Joy to the World, all the boys and girls.

In the last week, while trying to get things finished up for the holidays, I have noticed that there is something missing. Lord knows that what I am missing is not material, as we have presents, lights, and decorations. We have music, food, time with family coming, friendships forging, and other seasonal additions. But I have noticed that a lot of what is going on right now with me and my melancholy this year is an absence of joy. Now, I pride myself on being as Kris Kringle-like in my holidays as I can be, usually. I have recently watched Christmas movies with the family, and even fit in some hot cocoa here and there. But it seems as if I am “going through the motions” with most of what I have done this month. In the all important month of December, I have put the old car on cruise control, and I am now kicking back to let it steer where it may. And herein lies the issue; I can’t drive this car any better now than I could 3 months ago, 5 years ago, or 20 years ago. I am still the same little boy in need of things around the holiday, and when I see once again that my wishes for Christmas are not to be fulfilled, I pack it in and just wait it out. Sooner or later I will break free again. Sooner or later I will stop sulking and start enjoying what is right before me. But to be honest, that is not at the present. At the moment I feel more distant from my loved ones than ever. I lose precious time, and then try to double up and make things of less importance matter more. It is maddeningly frustrating at times, and does nothing to improve my mood. In short, I am robbed of my joy this season, and I am at a loss to get it back.
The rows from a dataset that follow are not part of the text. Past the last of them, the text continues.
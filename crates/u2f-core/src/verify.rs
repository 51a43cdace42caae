//! Verification of U2F authentication responses.
//!
//! Accepting an authentication ceremony takes two independent checks:
//!
//! 1. [`verify`]: the signature covers `SHA-256(appId) || presence ||
//!    counter || SHA-256(clientData)` under the registered key
//! 2. [`check_user_presence`]: the presence byte is exactly `0x01`
//!
//! [`check_counter`] adds the anti-replay comparison against the last counter
//! the caller stored. [`U2fVerifier`] bundles all three behind a [`Policy`].
//!
//! # Example
//!
//! ```no_run
//! use yubikey_u2f_core::{AuthenticationResponse, verify};
//!
//! # fn run(public_key: &[u8], client_data: &str) -> yubikey_u2f_core::Result<()> {
//! let response = AuthenticationResponse::decode("AQAAAAEwRg==")?;
//!
//! verify::verify(&response, "https://example.com", client_data, public_key)?;
//! verify::check_user_presence(&response)?;
//! # Ok(())
//! # }
//! ```

use p256::ecdsa::VerifyingKey;
use tracing::{debug, warn};

use crate::crypto::{app_id_hash, challenge_hash, decode_public_key, verify_p256};
use crate::error::{Error, Result};
use crate::payload::{HASH_LEN, build_signed_payload};
use crate::policy::Policy;
use crate::response::{AuthenticationResponse, USER_PRESENT};

/// Verifies the signature of an authentication response.
///
/// # Arguments
///
/// * `response` - The decoded response
/// * `app_id` - The application identifier the key was registered for
/// * `client_data` - The client data string the browser sent
/// * `public_key` - The registered P-256 public key (see
///   [`decode_public_key`](crate::crypto::decode_public_key) for formats)
///
/// # Errors
///
/// - [`Error::InvalidPublicKey`] if `public_key` cannot be decoded
/// - [`Error::SignatureInvalid`] if the signature does not verify
pub fn verify(
    response: &AuthenticationResponse,
    app_id: &str,
    client_data: &str,
    public_key: &[u8],
) -> Result<()> {
    let key = decode_public_key(public_key)?;
    verify_signature(response, &app_id_hash(app_id), client_data, &key)
}

/// Checks that the authenticator asserted user presence.
///
/// Only a presence byte of exactly `0x01` is accepted; reserved bits must be
/// clear.
///
/// # Errors
///
/// Returns [`Error::UserPresenceRequired`] carrying the rejected byte.
pub fn check_user_presence(response: &AuthenticationResponse) -> Result<()> {
    let user_presence = response.user_presence();
    if user_presence == USER_PRESENT {
        return Ok(());
    }

    warn!(user_presence, "user presence not asserted");
    Err(Error::UserPresenceRequired(user_presence))
}

/// Checks that the counter advanced past the last accepted value.
///
/// # Errors
///
/// Returns [`Error::CounterNotIncreased`] if `response.counter() <= previous`.
pub fn check_counter(response: &AuthenticationResponse, previous: u32) -> Result<()> {
    let current = response.counter();
    if current > previous {
        return Ok(());
    }

    warn!(current, previous, "counter did not increase");
    Err(Error::CounterNotIncreased { current, previous })
}

fn verify_signature(
    response: &AuthenticationResponse,
    app_id_hash: &[u8; HASH_LEN],
    client_data: &str,
    key: &VerifyingKey,
) -> Result<()> {
    let payload = build_signed_payload(
        app_id_hash,
        response.user_presence(),
        response.counter(),
        &challenge_hash(client_data),
    );

    match verify_p256(key, &payload, response.signature()) {
        Ok(()) => {
            debug!(counter = response.counter(), "signature verified");
            Ok(())
        }
        Err(err) => {
            warn!(counter = response.counter(), error = %err, "signature rejected");
            Err(err)
        }
    }
}

impl AuthenticationResponse {
    /// Verifies this response's signature. See [`verify`].
    ///
    /// # Errors
    ///
    /// See [`verify`].
    pub fn verify(&self, app_id: &str, client_data: &str, public_key: &[u8]) -> Result<()> {
        verify(self, app_id, client_data, public_key)
    }

    /// Checks this response's presence byte. See [`check_user_presence`].
    ///
    /// # Errors
    ///
    /// See [`check_user_presence`].
    pub fn check_user_presence(&self) -> Result<()> {
        check_user_presence(self)
    }
}

/// A verifier bound to one registration: an application identifier and the
/// public key the authenticator returned when it was enrolled.
///
/// The key is decoded once and reused for every response.
#[derive(Debug, Clone)]
pub struct U2fVerifier {
    /// SHA-256 of the application identifier.
    app_id_hash: [u8; HASH_LEN],

    /// The registered P-256 key.
    key: VerifyingKey,
}

impl U2fVerifier {
    /// Creates a verifier for `app_id` and the encoded `public_key`.
    ///
    /// # Errors
    ///
    /// Returns [`Error::InvalidPublicKey`] if `public_key` cannot be decoded.
    pub fn new(app_id: &str, public_key: &[u8]) -> Result<Self> {
        Ok(Self::from_parts(
            app_id_hash(app_id),
            decode_public_key(public_key)?,
        ))
    }

    /// Creates a verifier from an already hashed application identifier and
    /// decoded key.
    #[must_use]
    pub const fn from_parts(app_id_hash: [u8; HASH_LEN], key: VerifyingKey) -> Self {
        Self { app_id_hash, key }
    }

    /// Returns the application parameter.
    #[must_use]
    pub const fn app_id_hash(&self) -> &[u8; HASH_LEN] {
        &self.app_id_hash
    }

    /// Returns the registered key.
    #[must_use]
    pub const fn verifying_key(&self) -> &VerifyingKey {
        &self.key
    }

    /// Verifies the signature of `response` over `client_data`.
    ///
    /// # Errors
    ///
    /// Returns [`Error::SignatureInvalid`] if the signature does not verify.
    pub fn verify(&self, response: &AuthenticationResponse, client_data: &str) -> Result<()> {
        verify_signature(response, &self.app_id_hash, client_data, &self.key)
    }

    /// Runs a complete acceptance check and returns the counter to persist.
    ///
    /// The signature is always verified first. The presence and counter checks
    /// follow as `policy` requires; the counter check is skipped when no
    /// previous counter is known. The first failure is returned and nothing
    /// is partially accepted.
    ///
    /// # Errors
    ///
    /// - [`Error::SignatureInvalid`] if the signature does not verify
    /// - [`Error::UserPresenceRequired`] if presence is required and absent
    /// - [`Error::CounterNotIncreased`] if the counter did not advance
    pub fn authenticate(
        &self,
        response: &AuthenticationResponse,
        client_data: &str,
        previous_counter: Option<u32>,
        policy: &Policy,
    ) -> Result<u32> {
        self.verify(response, client_data)?;

        if policy.require_user_presence {
            check_user_presence(response)?;
        }

        if let (true, Some(previous)) = (policy.require_counter_increase, previous_counter) {
            check_counter(response, previous)?;
        }

        Ok(response.counter())
    }
}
Let me start by saying that this is not a normal thing for me since accepting Christ as a part of my wholeness. I have seen that I have long strides behind me, and that makes me happy. I have also seen that I have huge strides still yet to be forged before me, and that leaves me confident. I have little worry that I am not making headway towards the Lord, and His promises. I do not think I have arrived yet, however. As such, my amount of joy on this Earth will ultimately be filled by one of two things: Worldly pleasure, or unworldly pleasure. Up until now, I freely admit that I have been powerless to write about a lot of my personal life as I truly feel like it would bore my readers to tears, but this week we are switching the gears of muse and trying it to see how it goes.* I have been deceived. I live with an apparent overbearing, ruthless perfectionist that constantly nags me and those around me. I have this monkey on my shoulder that has turned into a gorilla. This pile of sloth spouts forth foul thoughts and words, and makes it difficult to even be in the same house most of the time that I am home. This monster is Satan, and he is using me in ways that I do not appreciate, and that I have no weapons to defend against. He will not leave my home, as he feels that he has some right to dwell in my living room, and drink my Ale-8. He feels as if he has the ability to just turn things on and off in me like some big all-in-one remote control, and he freely does so at a whim. This has made this year miserable in many ways, but especially at my favorite time of the year. This year hurts at times due to the person that I am, and the person that I strive to be. They are all coming to a collision course that throws me into a mess of raw emotions, and makes me feel less than I am.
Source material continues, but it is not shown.